I felt weird inside, I was trembling with fear, anxiety, pain and discomfort from the sight of HER. Her, meaning, my ex. It didn’t take long for me to take notice that she was involved with someone new, someone that wasn’t me. The worst part is this someone she was involved with was her very first girlfriend — the girl she dated before I came into her life. At first it didn’t seem right, why would she go back to someone whom treated her like shit in the first place? whom she spoke very ill about and had no intentions of being with again? whom supposedly made her into a monster during their relationship; what would make someone go through torment again — was it the desperation of wanting to find love?
It only made me laugh a little bit because when we broke up, she was with someone else — not the ex, but someone brand new; this same person spoke ill of me on social media– MY SOCIAL MEDIA.. & brought drama to my life in order to feel as though she was better than because she was with someone whom I wanted back at the time. I guess karma gets people where it hurts when they choose to hurt others with their arrogance & lack of respect. All I have to say is, thank you for serving her the same venom she spat in my face.
As for my ex, I guess she went back to her roots and decided that it was better to go backwards then to move forward again with someone new. I don’t know what was worse, seeing her with someone she dated previous to me, or realizing that every ounce of hope I had that she would eventually trinkle back into my life — was gone, completely gone. It’s on rare occasions that circumstances can leave me speechless, but I was speechless.
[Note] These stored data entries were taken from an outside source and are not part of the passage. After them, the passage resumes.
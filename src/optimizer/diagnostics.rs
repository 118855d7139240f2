//! Post-hoc search diagnostics (data only; plotting happens elsewhere)

use super::search::Study;
use serde::{Deserialize, Serialize};
use std::collections::BTreeMap;

/// Share of objective variance explained by one parameter
#[derive(Debug, Clone, PartialEq, Serialize, Deserialize)]
pub struct ParamImportance {
    pub param: String,
    pub importance: f64,
}

/// Correlation-ratio importances, normalised to sum to 1, largest first
///
/// For each parameter, trials are grouped by the value it took and the
/// between-group variance of the objective is divided by the total variance.
/// A flat objective gives every parameter an importance of 0.
pub fn param_importances(study: &Study) -> Vec<ParamImportance> {
    let trials: Vec<_> = study.trials.iter().filter(|t| t.value.is_finite()).collect();
    if trials.is_empty() {
        return Vec::new();
    }

    let n = trials.len() as f64;
    let mean = trials.iter().map(|t| t.value).sum::<f64>() / n;
    let total_ss: f64 = trials.iter().map(|t| (t.value - mean).powi(2)).sum();

    let mut names: Vec<&String> = trials.iter().flat_map(|t| t.params.keys()).collect();
    names.sort();
    names.dedup();

    let mut importances: Vec<ParamImportance> = names
        .into_iter()
        .map(|name| {
            let mut groups: BTreeMap<i64, (f64, usize)> = BTreeMap::new();
            for t in &trials {
                if let Some(&v) = t.params.get(name) {
                    let entry = groups.entry(v).or_insert((0.0, 0));
                    entry.0 += t.value;
                    entry.1 += 1;
                }
            }
            let between_ss: f64 = groups
                .values()
                .map(|&(sum, count)| count as f64 * (sum / count as f64 - mean).powi(2))
                .sum();
            let importance = if total_ss > 0.0 { between_ss / total_ss } else { 0.0 };
            ParamImportance {
                param: name.clone(),
                importance,
            }
        })
        .collect();

    let total: f64 = importances.iter().map(|p| p.importance).sum();
    if total > 0.0 {
        for p in &mut importances {
            p.importance /= total;
        }
    }
    importances.sort_by(|a, b| b.importance.total_cmp(&a.importance));
    importances
}

/// Best objective value observed at each (x, y) combination
#[derive(Debug, Clone, PartialEq, Serialize, Deserialize)]
pub struct ContourGrid {
    pub x_param: String,
    pub y_param: String,
    /// Distinct observed x values, ascending
    pub x_values: Vec<i64>,
    /// Distinct observed y values, ascending
    pub y_values: Vec<i64>,
    /// `z[yi][xi]`, `None` where no trial landed
    pub z: Vec<Vec<Option<f64>>>,
}

pub fn contour(study: &Study, x_param: &str, y_param: &str) -> ContourGrid {
    let mut cells: BTreeMap<(i64, i64), f64> = BTreeMap::new();
    for t in study.trials.iter().filter(|t| !t.value.is_nan()) {
        if let (Some(&x), Some(&y)) = (t.params.get(x_param), t.params.get(y_param)) {
            let cell = cells.entry((x, y)).or_insert(t.value);
            *cell = cell.max(t.value);
        }
    }

    let mut x_values: Vec<i64> = cells.keys().map(|&(x, _)| x).collect();
    x_values.sort_unstable();
    x_values.dedup();
    let mut y_values: Vec<i64> = cells.keys().map(|&(_, y)| y).collect();
    y_values.sort_unstable();
    y_values.dedup();

    let z = y_values
        .iter()
        .map(|&y| x_values.iter().map(|&x| cells.get(&(x, y)).copied()).collect())
        .collect();

    ContourGrid {
        x_param: x_param.to_string(),
        y_param: y_param.to_string(),
        x_values,
        y_values,
        z,
    }
}

/// Contours for every pair of the given parameters
pub fn pairwise_contours(study: &Study, params: &[&str]) -> Vec<ContourGrid> {
    let mut grids = Vec::new();
    for (i, x) in params.iter().enumerate() {
        for y in &params[i + 1..] {
            grids.push(contour(study, x, y));
        }
    }
    grids
}
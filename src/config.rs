//! Evaluator configuration
//!
//! All values can be supplied through a JSON file; any field left out falls
//! back to the production defaults below.

use crate::comparison::{ComparisonSettings, COST_PER_WORKED_OPP, DEFAULT_MIN_PREDICTION};
use crate::error::Result;
use serde::{Deserialize, Serialize};
use std::fs::File;
use std::io::BufReader;
use std::path::Path;

/// Top-level configuration
#[derive(Debug, Clone, Serialize, Deserialize)]
pub struct EvaluatorConfig {
    /// Cost charged for every worked opportunity (dollars)
    #[serde(default = "default_cost")]
    pub cost_per_worked_opp: f64,

    /// Regressor threshold used for every lead score when no mapping is given
    #[serde(default = "default_min_prediction")]
    pub default_min_prediction: f64,

    #[serde(default)]
    pub gate: GateConfig,

    #[serde(default)]
    pub search: SearchConfig,
}

/// Production gate parameters
#[derive(Debug, Clone, Serialize, Deserialize)]
pub struct GateConfig {
    /// Lead scores the gate evaluates (as the inclusive min..=max of the list)
    #[serde(default = "default_gate_lead_scores")]
    pub lead_scores: Vec<i32>,

    /// Share of the reference rev per opp the model must beat (0.5 = 50%)
    #[serde(default = "default_acceptable_ratio")]
    pub acceptable_ratio: f64,

    /// Absolute minimum improvement per opp (dollars)
    #[serde(default = "default_acceptable_floor")]
    pub acceptable_floor: f64,

    /// Reference rev per opp; the gate refuses to run without one
    #[serde(default)]
    pub reference_rev_per_opp: Option<f64>,
}

/// Threshold search parameters
#[derive(Debug, Clone, Serialize, Deserialize)]
pub struct SearchConfig {
    #[serde(default = "default_n_trials")]
    pub n_trials: usize,

    /// Only history created on or after this date (YYYY-MM-DD) is searched
    #[serde(default = "default_date_cutoff")]
    pub date_cutoff: String,

    /// Seed for reproducible searches; unseeded runs draw from entropy
    #[serde(default)]
    pub seed: Option<u64>,

    /// Purely random trials before the search starts exploiting the best ones
    #[serde(default = "default_n_startup_trials")]
    pub n_startup_trials: usize,

    #[serde(default = "default_min_prediction_bounds")]
    pub min_prediction_bounds: (i64, i64),

    #[serde(default = "default_min_lead_score_bounds")]
    pub min_lead_score_bounds: (i64, i64),

    /// Upper limit for max_lead_score; its lower limit is the sampled min_lead_score
    #[serde(default = "default_max_lead_score_cap")]
    pub max_lead_score_cap: i64,
}

fn default_cost() -> f64 { COST_PER_WORKED_OPP }
fn default_min_prediction() -> f64 { DEFAULT_MIN_PREDICTION }
fn default_gate_lead_scores() -> Vec<i32> { vec![10, 11, 12] }
fn default_acceptable_ratio() -> f64 { 0.5 }
fn default_acceptable_floor() -> f64 { 10.0 }
fn default_n_trials() -> usize { 500 }
fn default_date_cutoff() -> String { "2023-08-01".to_string() }
fn default_n_startup_trials() -> usize { 20 }
fn default_min_prediction_bounds() -> (i64, i64) { (100, 800) }
fn default_min_lead_score_bounds() -> (i64, i64) { (5, 8) }
fn default_max_lead_score_cap() -> i64 { 10 }

impl Default for EvaluatorConfig {
    fn default() -> Self {
        Self {
            cost_per_worked_opp: COST_PER_WORKED_OPP,
            default_min_prediction: DEFAULT_MIN_PREDICTION,
            gate: GateConfig::default(),
            search: SearchConfig::default(),
        }
    }
}

impl Default for GateConfig {
    fn default() -> Self {
        Self {
            lead_scores: default_gate_lead_scores(),
            acceptable_ratio: 0.5,
            acceptable_floor: 10.0,
            reference_rev_per_opp: None,
        }
    }
}

impl Default for SearchConfig {
    fn default() -> Self {
        Self {
            n_trials: 500,
            date_cutoff: default_date_cutoff(),
            seed: None,
            n_startup_trials: 20,
            min_prediction_bounds: (100, 800),
            min_lead_score_bounds: (5, 8),
            max_lead_score_cap: 10,
        }
    }
}

impl EvaluatorConfig {
    /// Load configuration from a JSON file
    pub fn from_json_file(path: impl AsRef<Path>) -> Result<Self> {
        let reader = BufReader::new(File::open(path.as_ref())?);
        let config = serde_json::from_reader(reader)?;
        Ok(config)
    }

    /// Comparison settings derived from this configuration
    pub fn comparison_settings(&self) -> ComparisonSettings {
        ComparisonSettings {
            cost_per_worked_opp: self.cost_per_worked_opp,
            default_min_prediction: self.default_min_prediction,
        }
    }

    /// Load from `path` when given, defaults otherwise
    pub fn load_or_default(path: Option<&Path>) -> Result<Self> {
        match path {
            Some(path) => {
                log::info!("Loading evaluator config from {}", path.display());
                Self::from_json_file(path)
            }
            None => Ok(Self::default()),
        }
    }
}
It wasn’t like we ended on good terms, so to speak to her would have been a dream come true but what could one say? All, I had in me to say was “I loved you, but I hate you so much for how you treated me, how you left me in shambles, how it was so easy for you to walk out of my life and how fast you moved on— because I was holding onto you in hopes we could start again because what we had was real and I didn’t know how to move on” It was going from sleeping next you most nights to sleeping alone dreaming of you.. & darkness didn’t help, it made the images of you more clear BUT none of this, I said to her. I was too scared to confront her face to face in part because I wasn’t ready to endure backlash & because I didn’t want it to be during a time that I was in the company of someone else. Just when you think you are strong enough to manage, you tense up and lose sight & fall on your face.
I regret not saying anything to her, and I assume she seen me, but like her, I was avoiding our eyes meeting; the awkwardness it would create & the memories it would bring. I suppose God put us in the same place at the same time to give opportunity if we wished to take it – neither one of us did. I only wonder if there will be another chance, another event that brings us to the same place, another moment that allows me to know she is okay, & if time will make it easier for us to one day talk.. because I’d like that. Seeing my ex for the first time in a year since our break up, was difficult, I wasn’t prepared for how it would effect me & I don’t think there is a way to prepare for something you’re not expecting. I loved her at one point, I have since moved on with my life, but no matter how far along I go in life, I don’t want to forget her because she was someone I gave part of me to, and I don’t want to lose that part of me.. just because I lost her.